### Assigned task
Each entry needs to appear again, retyped exactly as it is below.

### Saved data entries
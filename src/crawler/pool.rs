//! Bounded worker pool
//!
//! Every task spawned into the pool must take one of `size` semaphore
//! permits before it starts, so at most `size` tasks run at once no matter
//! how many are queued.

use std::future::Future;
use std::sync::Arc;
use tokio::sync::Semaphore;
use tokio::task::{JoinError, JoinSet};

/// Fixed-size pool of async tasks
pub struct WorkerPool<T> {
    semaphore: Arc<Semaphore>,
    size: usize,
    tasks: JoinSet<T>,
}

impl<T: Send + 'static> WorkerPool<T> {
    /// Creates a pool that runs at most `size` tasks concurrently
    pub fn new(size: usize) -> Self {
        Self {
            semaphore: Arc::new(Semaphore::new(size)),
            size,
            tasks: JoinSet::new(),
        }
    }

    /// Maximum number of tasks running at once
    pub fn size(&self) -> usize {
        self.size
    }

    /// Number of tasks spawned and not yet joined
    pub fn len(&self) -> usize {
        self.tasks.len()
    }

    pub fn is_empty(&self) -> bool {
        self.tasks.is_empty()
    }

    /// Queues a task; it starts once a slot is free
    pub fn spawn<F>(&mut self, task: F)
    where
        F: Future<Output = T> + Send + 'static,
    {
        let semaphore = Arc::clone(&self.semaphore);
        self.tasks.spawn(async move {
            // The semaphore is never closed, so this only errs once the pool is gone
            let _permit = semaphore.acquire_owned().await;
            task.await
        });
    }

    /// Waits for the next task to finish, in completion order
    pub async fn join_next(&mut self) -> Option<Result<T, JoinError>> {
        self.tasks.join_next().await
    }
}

### Result of the exercise
filename src/crawler/pool.rs
//! Bounded worker pool
//!
//! Every task spawned into the pool must take one of `size` semaphore
//! permits before it starts, so at most `size` tasks run at once no matter
//! how many are queued.

use std::future::Future;
use std::sync::Arc;
use tokio::sync::Semaphore;
use tokio::task::{JoinError, JoinSet};

/// Fixed-size pool of async tasks
pub struct WorkerPool<T> {
    semaphore: Arc<Semaphore>,
    size: usize,
    tasks: JoinSet<T>,
}

impl<T: Send + 'static> WorkerPool<T> {
    /// Creates a pool that runs at most `size` tasks concurrently
    pub fn new(size: usize) -> Self {
        Self {
            semaphore: Arc::new(Semaphore::new(size)),
            size,
            tasks: JoinSet::new(),
        }
    }

    /// Maximum number of tasks running at once
    pub fn size(&self) -> usize {
        self.size
    }

    /// Number of tasks spawned and not yet joined
    pub fn len(&self) -> usize {
        self.tasks.len()
    }

    pub fn is_empty(&self) -> bool {
        self.tasks.is_empty()
    }

    /// Queues a task; it starts once a slot is free
    pub fn spawn<F>(&mut self, task: F)
    where
        F: Future<Output = T> + Send + 'static,
    {
        let semaphore = Arc::clone(&self.semaphore);
        self.tasks.spawn(async move {
            // The semaphore is never closed, so this only errs once the pool is gone
            let _permit = semaphore.acquire_owned().await;
            task.await
        });
    }

    /// Waits for the next task to finish, in completion order
    pub async fn join_next(&mut self) -> Option<Result<T, JoinError>> {
        self.tasks.join_next().await
    }
}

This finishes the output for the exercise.